I could also buy a boat that's already south, and just stay there. I have to admit that I don't even know enough to make a plan, so it's all wide open at this point :)

deow 12-28-2011 03:28 AM

Quote:

Originally Posted by CaptainForce (Post 810639)
we've been liveaboard cruisers for forty years and it's an easy life.

That's a good long time. It appears that a love of sailing tends to become a lifelong thing. I'm surprised how many older people are out in the water, as well. Even though I'm starting late in life, I might still have several years to sail around with.

Faster 12-28-2011 11:24 AM

Quote:

Originally Posted by deow (Post 811073)
I need to learn the difference between boats. Is this a matter of fundamental design and specifications, or merely equipment?

Fact is, most boats can probably take more than most people, but if you're doing mostly daysailing harbourhopping, or passages rarely more than a night or two long then pretty well any well-found production boat will do, esp, as wing-n-wing suggested, you pick your weather windows.

Boats considered 'blue water' or serious offshore boats will be better suited for long passages, trans-ocean type of sailing. One of the main requirements here besides serious structural integrity is adequate storage for food, water and gear. These boats tend to be on the heavier side, both in construction and displacement.

Loading down a mid to lightweight cruiser/racer with enough food/water to sustain a crew to Hawaii, for example, can seriously impact the performance of the boat until some of the heavy stores are consumed.
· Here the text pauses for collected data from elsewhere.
impl<C: CacheBackend> CacheInvalidationService<C> {
    pub fn new(backend: Arc<C>, config: InvalidationConfig) -> Self {
        Self {
            backend,
            config,
            state: Mutex::new(QueueState::default()),
            notify: Notify::new(),
            enqueued: AtomicU64::new(0),
            coalesced: AtomicU64::new(0),
            processed: AtomicU64::new(0),
            retried: AtomicU64::new(0),
            failed: AtomicU64::new(0),
            dropped: AtomicU64::new(0),
            batches: AtomicU64::new(0),
            lag: Mutex::new(LagStats::default()),
            last_processed_at: Mutex::new(None),
            last_full_drain_at: Mutex::new(None),
        }
    }

    pub fn invalidate_session(&self, session_id: Uuid) {
        self.enqueue(InvalidationTarget::Session { session_id });
    }

    pub fn invalidate_user_sessions(&self, user_id: &str) {
        self.enqueue(InvalidationTarget::UserSessions {
            user_id: user_id.to_string(),
        });
    }

    pub fn invalidate_session_messages(&self, session_id: Uuid) {
        self.enqueue(InvalidationTarget::SessionMessages { session_id });
    }

    /// Queue an event. Returns `false` if an identical event was already
    /// queued (the two are coalesced).
    pub fn enqueue(&self, target: InvalidationTarget) -> bool {
        {
            let mut state = self.state.lock();
            if state.queued.contains(&target) {
                self.coalesced.fetch_add(1, Ordering::Relaxed);
                return false;
            }
            if state.events.len() >= self.config.queue_capacity.max(1) {
                if let Some(oldest) = state.events.pop_front() {
                    state.queued.remove(&oldest.target);
                    self.dropped.fetch_add(1, Ordering::Relaxed);
                    warn!(event = ?oldest.target, "Invalidation queue full, dropped oldest event");
                }
            }
            state.queued.insert(target.clone());
            state.events.push_back(QueuedEvent {
                target,
                enqueued_at: Instant::now(),
                attempts: 0,
            });
        }
        self.enqueued.fetch_add(1, Ordering::Relaxed);
        self.notify.notify_one();
        true
    }

    pub fn queue_depth(&self) -> usize {
        self.state.lock().events.len()
    }

    /// Process up to `batch_size` queued events. Returns how many succeeded.
    ///
    /// Failed events go back to the end of the queue until they have been
    /// attempted `max_attempts` times, after which they are counted as failed.
    pub async fn process_batch(&self) -> usize {
        let batch: Vec<QueuedEvent> = {
            let mut state = self.state.lock();
            let n = self.config.batch_size.max(1).min(state.events.len());
            let batch: Vec<QueuedEvent> = state.events.drain(..n).collect();
            for event in &batch {
                state.queued.remove(&event.target);
            }
            batch
        };
        if batch.is_empty() {
            return 0;
        }
        self.batches.fetch_add(1, Ordering::Relaxed);

        let mut succeeded = 0;
        for mut event in batch {
            event.attempts += 1;
            match event.target.apply(self.backend.as_ref()).await {
                Ok(()) => {
                    succeeded += 1;
                    self.processed.fetch_add(1, Ordering::Relaxed);
                    self.record_lag(event.enqueued_at.elapsed());
                }
                Err(e) if event.attempts < self.config.max_attempts => {
                    debug!(event = ?event.target, attempt = event.attempts, error = %e, "Invalidation failed, requeueing");
                    self.retried.fetch_add(1, Ordering::Relaxed);
                    self.requeue(event);
                }
                Err(e) => {
                    self.failed.fetch_add(1, Ordering::Relaxed);
                    error!(event = ?event.target, attempts = event.attempts, error = %e, "Invalidation gave up");
                }
            }
        }

        *self.last_processed_at.lock() = Some(Utc::now());
        if self.queue_depth() == 0 {
            *self.last_full_drain_at.lock() = Some(Utc::now());
        }
        succeeded
    }

    fn requeue(&self, event: QueuedEvent) {
        let mut state = self.state.lock();
        // A fresh event for the same target supersedes the retry.
        if state.queued.insert(event.target.clone()) {
            state.events.push_back(event);
        }
    }

    fn record_lag(&self, lag: Duration) {
        let mut stats = self.lag.lock();
        stats.max = stats.max.max(lag);
        stats.total += lag;
        stats.count += 1;
    }

    /// Process batches until the queue is empty.
    pub async fn drain(&self) {
        loop {
            let before = self.failed.load(Ordering::Relaxed) + self.retried.load(Ordering::Relaxed);
            self.process_batch().await;
            if self.queue_depth() == 0 {
                break;
            }
            let after = self.failed.load(Ordering::Relaxed) + self.retried.load(Ordering::Relaxed);
            if after > before {
                tokio::time::sleep(FAILURE_BACKOFF).await;
            }
        }
    }

    /// Worker loop: drain whenever events arrive, until cancelled.
    ///
    /// On cancellation the queue is drained once more before returning.
    pub async fn run(self: Arc<Self>, cancel: CancellationToken) {
        debug!("Cache invalidation worker started");
        loop {
            tokio::select! {
                _ = cancel.cancelled() => break,
                _ = self.notify.notified() => self.drain().await,
            }
        }
        self.drain().await;
        debug!("Cache invalidation worker stopped");
    }

    pub fn stats(&self) -> InvalidationStats {
        let lag = self.lag.lock();
        let avg = if lag.count == 0 {
            Duration::ZERO
        } else {
            lag.total / u32::try_from(lag.count).unwrap_or(u32::MAX)
        };
        InvalidationStats {
            queue_depth: self.queue_depth(),
            queue_capacity: self.config.queue_capacity,
            enqueued: self.enqueued.load(Ordering::Relaxed),
            coalesced: self.coalesced.load(Ordering::Relaxed),
            processed: self.processed.load(Ordering::Relaxed),
            retried: self.retried.load(Ordering::Relaxed),
            failed: self.failed.load(Ordering::Relaxed),
            dropped: self.dropped.load(Ordering::Relaxed),
            batches: self.batches.load(Ordering::Relaxed),
            max_lag_ms: millis(lag.max),
            avg_lag_ms: millis(avg),
            last_processed_at: *self.last_processed_at.lock(),
            last_full_drain_at: *self.last_full_drain_at.lock(),
        }
    }

    pub fn consistency_report(&self) -> ConsistencyReport {
        let stats = self.stats();
        let mut issues = Vec::new();

        if stats.dropped > 0 {
            issues.push(format!(
                "{} invalidation events dropped on queue overflow",
                stats.dropped
            ));
        }
        if stats.failed > 0 {
            issues.push(format!(
                "{} invalidation events failed after {} attempts",
                stats.failed, self.config.max_attempts
            ));
        }
        if stats.queue_depth * 10 >= stats.queue_capacity * 8 {
            issues.push(format!(
                "queue at {}/{} capacity",
                stats.queue_depth, stats.queue_capacity
            ));
        }

        let status = if stats.dropped > 0 || stats.failed > 0 {
            ConsistencyStatus::Degraded
        } else if stats.queue_depth > 0 {
            ConsistencyStatus::Draining
        } else {
            ConsistencyStatus::Consistent
        };

        ConsistencyReport {
            generated_at: Utc::now(),
            status,
            staleness_window_ms: stats.max_lag_ms,
            stats,
            issues,
        }
    }
}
Sailing solo some of these issues are easier to deal with as you'll need less.

Buying a boat already there makes sense except that you won't get the boat-owning experience you want in the immediate future (which would stand you in good stead once you set off - there's nothing like truly knowing your boat)

If you're thinking the ICW and maybe Bahamas then another major consideration is going to be draft, I believe over 5 feet can limit your options in the islands. However you can certainly follow that path with a boat that would not be considered 'blue water'...

As you can see, nothing's simple....Do lots of reading and research early on, and do join that club and get some experience on the water... you'll find your way I'm sure!